In no sense does the Federal debt series measure "money printing"
ReplyDeleteWhat???
Whether I'm scared of it or not, Federal debt doesn't represent any sort of money printing.
ReplyDelete"Federal debt doesn't represent any sort of money printing."
ReplyDeleteWhat does it represent?
Now, let’s discuss the apparent perception that the world is not suffering from inflation. At least for now. We think it is valid to point out that so far, the substantial (let’s say above the explicit 2% target) increase in prices has been seen in assets, rather than in final good and services. This, for those of us within the Austrian School of Economics, makes perfect sense, since it is precisely this school that maintains that the expansion of money supply is not neutral. It begins affecting one sector and then spills over to the next.
ReplyDeletehttp://sibileau.com/martin/2012/05/07/the-path-from-asset-inflation-to-generalized-inflation/
http://sibileau.com/martin/wp-content/uploads/2012/05/April-14-20091.jpg
We think it is valid to point out that so far, the substantial (let’s say above the explicit 2% target) increase in prices has been seen in assets, rather than in final good and services. This, for those of us within the Austrian School of Economics, makes perfect sense, since it is precisely this school that maintains that the expansion of money supply is not neutral. It begins affecting one sector and then spills over to the next.

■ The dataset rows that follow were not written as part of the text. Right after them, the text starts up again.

use serde::{Deserialize, Serialize};
use std::fmt;

/// External error taxonomy carried on every `ErrorRecord` and used to pick
/// an HTTP response posture (spec §7). This is intentionally flat — richer,
/// crate-local `thiserror` enums (e.g. in `synopticon-distribution`) map
/// down into one of these variants at the component boundary rather than
/// leaking their own detail externally.
#[derive(Debug, Clone, Copy, PartialEq, Eq, Serialize, Deserialize)]
#[serde(rename_all = "snake_case")]
pub enum ErrorKind {
    InputValidation,
    Initialization,
    ProcessingTimeout,
    ModelUnavailable,
    ResourceExhausted,
    DownstreamFailure,
    CircuitOpen,
    Unknown,
}

impl ErrorKind {
    /// Whether a failure of this kind counts toward a pipeline's circuit
    /// breaker. `input_validation` is excluded per spec §4.E: "the fault is
    /// the caller's."
    pub fn counts_toward_breaker(&self) -> bool {
        !matches!(self, ErrorKind::InputValidation)
    }

    /// Whether a caller may reasonably retry the same request later.
    pub fn is_retryable(&self) -> bool {
        matches!(
            self,
            ErrorKind::ProcessingTimeout
                | ErrorKind::ModelUnavailable
                | ErrorKind::ResourceExhausted
                | ErrorKind::DownstreamFailure
        )
    }
}

impl fmt::Display for ErrorKind {
    fn fmt(&self, f: &mut fmt::Formatter<'_>) -> fmt::Result {
        let s = match self {
            ErrorKind::InputValidation => "input_validation",
            ErrorKind::Initialization => "initialization",
            ErrorKind::ProcessingTimeout => "processing_timeout",
            ErrorKind::ModelUnavailable => "model_unavailable",
            ErrorKind::ResourceExhausted => "resource_exhausted",
            ErrorKind::DownstreamFailure => "downstream_failure",
            ErrorKind::CircuitOpen => "circuit_open",
            ErrorKind::Unknown => "unknown",
        };
        f.write_str(s)
    }
}

/// A structured, externally-serializable record of a pipeline failure.
/// `AnalysisResult::Failure` always carries one of these; pipeline failures
/// are never allowed to propagate as Rust panics or bare `Result::Err` past
/// the `Pipeline` wrapper (spec §7 "Propagation policy").
#[derive(Debug, Clone, Serialize, Deserialize)]
pub struct ErrorRecord {
    pub kind: ErrorKind,
    pub message: String,
    pub pipeline: String,
    pub timestamp: i64,
    pub retryable: bool,
}

impl ErrorRecord {
    pub fn new(kind: ErrorKind, message: impl Into<String>, pipeline: impl Into<String>, timestamp: i64) -> Self {
        let retryable = kind.is_retryable();
        Self {
            kind,
            message: message.into(),
            pipeline: pipeline.into(),
            timestamp,
            retryable,
        }
    }
}

/// Flattens an error's `source()` chain into a single display string, for
/// logging context without leaking internals into the external API
/// envelope.
pub fn format_error_sources(error: &(dyn std::error::Error + 'static)) -> String {
    let mut segments = Vec::new();
    let mut current = error.source();
    while let Some(err) = current {
        let msg = err.to_string();
        if !msg.is_empty() {
            segments.push(msg);
        }
        current = err.source();
    }
    if segments.is_empty() {
        String::new()
    } else {
        format!("; source: {}", segments.join(" -> "))
    }
}

/// Errors surfaced directly by the `synopticon-types` crate itself (mostly
/// input-boundary parsing failures). Component crates define their own
/// richer error enums and convert into `ErrorRecord`/`ErrorKind` rather than
/// reusing this type, matching the teacher's per-component
/// `ExporterErrorKind`/`ReceiverErrorKind` split backed by one untyped
/// `Error` at the seams.
#[derive(Debug, thiserror::Error)]
pub enum TypesError {
    #[error("unknown capability: {0}")]
    UnknownCapability(String),
    #[error("invalid performance profile field: {0}")]
    InvalidPerformance(String),
}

ReplyDeletePKE tells a similar story but the causation is a bit different, and not as oriented toward the money supply as the causative factor. PKE holds that the money supply is endogenous and not controlled exogenously, e.g., through monetary policy.
According to PKE/MMT, Minsky's analysis that central bank activity in rate setting leads first to changes in asset prices and investment, since these are most sensitive to interest rates and comprise a large portion of the economy. Generally speaking, lower rates leads to asset price appreciation by lowering the cost of borrowing on margin, thereby affecting financial markets, and lower rates also lower the cost of mortgage financing, affecting the housing sector. Those who are in a position to borrow to increase assets through leverage are the first to profit. This leads to an increase in the wealth effect that increases effective demand and eventually increasing goods price level. Consumer goods price level increasing lowers the real wage and demand for wage increases to offset leads to inflation in the technical sense of a continuous increase in the price level including the price of a unit of labor.
Then the cb raises rates, making the cost of working capital more costly, as well as raising mortgage rates correspondingly. The later depresses investment in housing, one of the largest factors in the economy because of knock-on effects in related markets. The former raises wages in effect because most firms finance payroll by drawing on credit lines for working capital. This increase in labor cost compresses price margin if firms cannot pass along the increase, and finally when firms in aggregate decide to throw in the towel due to margin compression and buildup of unplanned inventory, they layoff workers, which increases the buffer stock of unemployed and reduces wage pressure.
This is what the ordinary business cycle looks like. However, there are also financial cycles, the last stage of which is Ponzi finance, and the collapse due to unsustainable debt leads to debt-deflation and economic depression instead of inflation. That's what happened in 2008 and is still working itself out.
So in the view of PKE the money supply narrative needs to be unpacked in terms of transmission mechanisms affecting effective demand and conditions relating to supply. The largest segment of "the money supply" is comprised of M2 and M3, which are endogenous.
While interest rate setting has an influence on the cost of credit, it is not determinative in any predictive fashion. People do not necessarily seek more credit when rates are low, like now, and raising interest rates doesn't choke credit quickly (Volcker's monetary policy required jacking rates into double digits).